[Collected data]
*** Begin section ***

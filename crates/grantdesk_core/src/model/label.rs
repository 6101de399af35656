//! Shared label parse errors for model enums.

use serde::de::{Deserialize, Deserializer, Error as DeError};
use std::error::Error;
use std::fmt::{Display, Formatter};

/// Label parse errors for roles, statuses, plans and sections.
#[derive(Debug, Clone, PartialEq, Eq)]
pub enum LabelParseError {
    EmptyLabel { kind: &'static str },
    UnsupportedLabel { kind: &'static str, value: String },
}

impl Display for LabelParseError {
    fn fmt(&self, f: &mut Formatter<'_>) -> std::fmt::Result {
        match self {
            Self::EmptyLabel { kind } => write!(f, "{kind} label must not be empty"),
            Self::UnsupportedLabel { kind, value } => {
                write!(f, "{kind} label is unsupported: {value}")
            }
        }
    }
}

impl Error for LabelParseError {}

/// Matches a trimmed, non-empty label against `(label, value)` pairs.
///
/// Comparison is ASCII case-insensitive so `"finance officer"` and
/// `"Finance Officer"` resolve to the same value.
pub(crate) fn parse_label<T: Copy>(
    kind: &'static str,
    value: &str,
    table: &[(&'static str, T)],
) -> Result<T, LabelParseError> {
    let normalized = value.trim();
    if normalized.is_empty() {
        return Err(LabelParseError::EmptyLabel { kind });
    }

    table
        .iter()
        .find(|(label, _)| label.eq_ignore_ascii_case(normalized))
        .map(|(_, parsed)| *parsed)
        .ok_or_else(|| LabelParseError::UnsupportedLabel {
            kind,
            value: normalized.to_string(),
        })
}

/// Decodes a label string through [`parse_label`], so wire values match
/// with the same case-insensitivity as the string entry points.
pub(crate) fn deserialize_label<'de, D, T>(
    deserializer: D,
    kind: &'static str,
    table: &[(&'static str, T)],
) -> Result<T, D::Error>
where
    D: Deserializer<'de>,
    T: Copy,
{
    let raw = String::deserialize(deserializer)?;
    parse_label(kind, &raw, table).map_err(D::Error::custom)
}
//! Workspace use-case service.
//!
//! # Responsibility
//! - Compose activity, navigation and premium policies for one viewer.
//! - Give the UI ready-to-render feed and sidebar projections.
//!
//! # Invariants
//! - The service holds snapshots only; it never calls the backend.
//! - Feed ordering is newest first and stable for equal timestamps.

use crate::access::activity_visibility::is_activity_visible;
use crate::access::navigation::{can_open_section, visible_sections};
use crate::access::premium::{is_feature_allowed, is_premium_section, premium_feature_message};
use crate::model::activity::Activity;
use crate::model::section::WorkspaceSection;
use crate::model::subscription::DepartmentSubscription;
use crate::session::Viewer;
use log::debug;
use std::error::Error;
use std::fmt::{Display, Formatter};

/// Feed length used when the caller passes no limit (or zero).
pub const FEED_DEFAULT_LIMIT: usize = 20;
/// Upper bound on one feed page.
pub const FEED_LIMIT_MAX: usize = 100;

/// One sidebar row.
#[derive(Debug, Clone, Copy, PartialEq, Eq)]
pub struct SidebarEntry {
    pub section: WorkspaceSection,
    /// Visible but requires an active subscription to open.
    pub locked: bool,
}

/// Reasons a section cannot be opened.
#[derive(Debug, Clone, PartialEq, Eq)]
pub enum AccessError {
    SectionHidden(WorkspaceSection),
    PremiumLocked {
        section: WorkspaceSection,
        message: String,
    },
}

impl Display for AccessError {
    fn fmt(&self, f: &mut Formatter<'_>) -> std::fmt::Result {
        match self {
            Self::SectionHidden(section) => {
                write!(f, "section is not available for your roles: {}", section.label())
            }
            Self::PremiumLocked { message, .. } => write!(f, "{message}"),
        }
    }
}

impl Error for AccessError {}

/// Policy facade for one viewer on one grant.
pub struct WorkspaceService {
    viewer: Viewer,
    subscription: Option<DepartmentSubscription>,
}

impl WorkspaceService {
    pub fn new(viewer: Viewer, subscription: Option<DepartmentSubscription>) -> Self {
        Self {
            viewer,
            subscription,
        }
    }

    /// Returns whether premium features are unlocked for this workspace.
    pub fn premium_unlocked(&self) -> bool {
        is_feature_allowed(self.subscription.as_ref())
    }

    /// Returns visible activities, newest first, capped at the normalized limit.
    pub fn activity_feed(&self, activities: &[Activity], limit: Option<usize>) -> Vec<Activity> {
        let limit = normalize_feed_limit(limit);
        let mut visible: Vec<&Activity> = activities
            .iter()
            .filter(|activity| is_activity_visible(activity, &self.viewer))
            .collect();
        visible.sort_by(|a, b| b.created_at.cmp(&a.created_at));

        debug!(
            "event=activity_feed module=service status=ok total={} visible={} limit={}",
            activities.len(),
            visible.len(),
            limit
        );
        visible.into_iter().take(limit).cloned().collect()
    }

    /// Returns the sidebar rows for `all_sections`, in input order.
    pub fn sidebar(&self, all_sections: &[WorkspaceSection]) -> Vec<SidebarEntry> {
        let unlocked = self.premium_unlocked();
        let entries: Vec<SidebarEntry> = visible_sections(all_sections, &self.viewer.roles)
            .into_iter()
            .map(|section| SidebarEntry {
                section,
                locked: is_premium_section(section) && !unlocked,
            })
            .collect();

        debug!(
            "event=sidebar module=service status=ok requested={} visible={} premium_unlocked={}",
            all_sections.len(),
            entries.len(),
            unlocked
        );
        entries
    }

    /// Checks whether the viewer may open `section` right now.
    pub fn open_section(&self, section: WorkspaceSection) -> Result<(), AccessError> {
        let result = if !can_open_section(section, &self.viewer.roles) {
            Err(AccessError::SectionHidden(section))
        } else if is_premium_section(section) && !self.premium_unlocked() {
            Err(AccessError::PremiumLocked {
                section,
                message: premium_feature_message(section.label()),
            })
        } else {
            Ok(())
        };

        debug!(
            "event=open_section module=service status={} section={}",
            if result.is_ok() { "ok" } else { "denied" },
            section.label()
        );
        result
    }
}

/// Maps a caller-supplied feed limit onto `1..=FEED_LIMIT_MAX`.
pub fn normalize_feed_limit(limit: Option<usize>) -> usize {
    match limit {
        Some(0) | None => FEED_DEFAULT_LIMIT,
        Some(value) if value > FEED_LIMIT_MAX => FEED_LIMIT_MAX,
        Some(value) => value,
    }
}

*** End section ***

What the task asks: All the lines above are to be copied exactly, with none left out.

Response box:
filename crates/grantdesk_core/src/model/label.rs
repository 6101de399af35656
//! Shared label parse errors for model enums.

use serde::de::{Deserialize, Deserializer, Error as DeError};
use std::error::Error;
use std::fmt::{Display, Formatter};

/// Label parse errors for roles, statuses, plans and sections.
#[derive(Debug, Clone, PartialEq, Eq)]
pub enum LabelParseError {
    EmptyLabel { kind: &'static str },
    UnsupportedLabel { kind: &'static str, value: String },
}

impl Display for LabelParseError {
    fn fmt(&self, f: &mut Formatter<'_>) -> std::fmt::Result {
        match self {
            Self::EmptyLabel { kind } => write!(f, "{kind} label must not be empty"),
            Self::UnsupportedLabel { kind, value } => {
                write!(f, "{kind} label is unsupported: {value}")
            }
        }
    }
}

impl Error for LabelParseError {}

/// Matches a trimmed, non-empty label against `(label, value)` pairs.
///
/// Comparison is ASCII case-insensitive so `"finance officer"` and
/// `"Finance Officer"` resolve to the same value.
pub(crate) fn parse_label<T: Copy>(
    kind: &'static str,
    value: &str,
    table: &[(&'static str, T)],
) -> Result<T, LabelParseError> {
    let normalized = value.trim();
    if normalized.is_empty() {
        return Err(LabelParseError::EmptyLabel { kind });
    }

    table
        .iter()
        .find(|(label, _)| label.eq_ignore_ascii_case(normalized))
        .map(|(_, parsed)| *parsed)
        .ok_or_else(|| LabelParseError::UnsupportedLabel {
            kind,
            value: normalized.to_string(),
        })
}

/// Decodes a label string through [`parse_label`], so wire values match
/// with the same case-insensitivity as the string entry points.
pub(crate) fn deserialize_label<'de, D, T>(
    deserializer: D,
    kind: &'static str,
    table: &[(&'static str, T)],
) -> Result<T, D::Error>
where
    D: Deserializer<'de>,
    T: Copy,
{
    let raw = String::deserialize(deserializer)?;
    parse_label(kind, &raw, table).map_err(D::Error::custom)
}
//! Workspace use-case service.
//!
//! # Responsibility
//! - Compose activity, navigation and premium policies for one viewer.
//! - Give the UI ready-to-render feed and sidebar projections.
//!
//! # Invariants
//! - The service holds snapshots only; it never calls the backend.
//! - Feed ordering is newest first and stable for equal timestamps.

use crate::access::activity_visibility::is_activity_visible;
use crate::access::navigation::{can_open_section, visible_sections};
use crate::access::premium::{is_feature_allowed, is_premium_section, premium_feature_message};
use crate::model::activity::Activity;
use crate::model::section::WorkspaceSection;
use crate::model::subscription::DepartmentSubscription;
use crate::session::Viewer;
use log::debug;
use std::error::Error;
use std::fmt::{Display, Formatter};

/// Feed length used when the caller passes no limit (or zero).
pub const FEED_DEFAULT_LIMIT: usize = 20;
/// Upper bound on one feed page.
pub const FEED_LIMIT_MAX: usize = 100;

/// One sidebar row.
#[derive(Debug, Clone, Copy, PartialEq, Eq)]
pub struct SidebarEntry {
    pub section: WorkspaceSection,
    /// Visible but requires an active subscription to open.
    pub locked: bool,
}

/// Reasons a section cannot be opened.
#[derive(Debug, Clone, PartialEq, Eq)]
pub enum AccessError {
    SectionHidden(WorkspaceSection),
    PremiumLocked {
        section: WorkspaceSection,
        message: String,
    },
}

impl Display for AccessError {
    fn fmt(&self, f: &mut Formatter<'_>) -> std::fmt::Result {
        match self {
            Self::SectionHidden(section) => {
                write!(f, "section is not available for your roles: {}", section.label())
            }
            Self::PremiumLocked { message, .. } => write!(f, "{message}"),
        }
    }
}

impl Error for AccessError {}

/// Policy facade for one viewer on one grant.
pub struct WorkspaceService {
    viewer: Viewer,
    subscription: Option<DepartmentSubscription>,
}

impl WorkspaceService {
    pub fn new(viewer: Viewer, subscription: Option<DepartmentSubscription>) -> Self {
        Self {
            viewer,
            subscription,
        }
    }

    /// Returns whether premium features are unlocked for this workspace.
    pub fn premium_unlocked(&self) -> bool {
        is_feature_allowed(self.subscription.as_ref())
    }

    /// Returns visible activities, newest first, capped at the normalized limit.
    pub fn activity_feed(&self, activities: &[Activity], limit: Option<usize>) -> Vec<Activity> {
        let limit = normalize_feed_limit(limit);
        let mut visible: Vec<&Activity> = activities
            .iter()
            .filter(|activity| is_activity_visible(activity, &self.viewer))
            .collect();
        visible.sort_by(|a, b| b.created_at.cmp(&a.created_at));

        debug!(
            "event=activity_feed module=service status=ok total={} visible={} limit={}",
            activities.len(),
            visible.len(),
            limit
        );
        visible.into_iter().take(limit).cloned().collect()
    }

    /// Returns the sidebar rows for `all_sections`, in input order.
    pub fn sidebar(&self, all_sections: &[WorkspaceSection]) -> Vec<SidebarEntry> {
        let unlocked = self.premium_unlocked();
        let entries: Vec<SidebarEntry> = visible_sections(all_sections, &self.viewer.roles)
            .into_iter()
            .map(|section| SidebarEntry {
                section,
                locked: is_premium_section(section) && !unlocked,
            })
            .collect();

        debug!(
            "event=sidebar module=service status=ok requested={} visible={} premium_unlocked={}",
            all_sections.len(),
            entries.len(),
            unlocked
        );
        entries
    }

    /// Checks whether the viewer may open `section` right now.
    pub fn open_section(&self, section: WorkspaceSection) -> Result<(), AccessError> {
        let result = if !can_open_section(section, &self.viewer.roles) {
            Err(AccessError::SectionHidden(section))
        } else if is_premium_section(section) && !self.premium_unlocked() {
            Err(AccessError::PremiumLocked {
                section,
                message: premium_feature_message(section.label()),
            })
        } else {
            Ok(())
        };

        debug!(
            "event=open_section module=service status={} section={}",
            if result.is_ok() { "ok" } else { "denied" },
            section.label()
        );
        result
    }
}

/// Maps a caller-supplied feed limit onto `1..=FEED_LIMIT_MAX`.
pub fn normalize_feed_limit(limit: Option<usize>) -> usize {
    match limit {
        Some(0) | None => FEED_DEFAULT_LIMIT,
        Some(value) if value > FEED_LIMIT_MAX => FEED_LIMIT_MAX,
        Some(value) => value,
    }
}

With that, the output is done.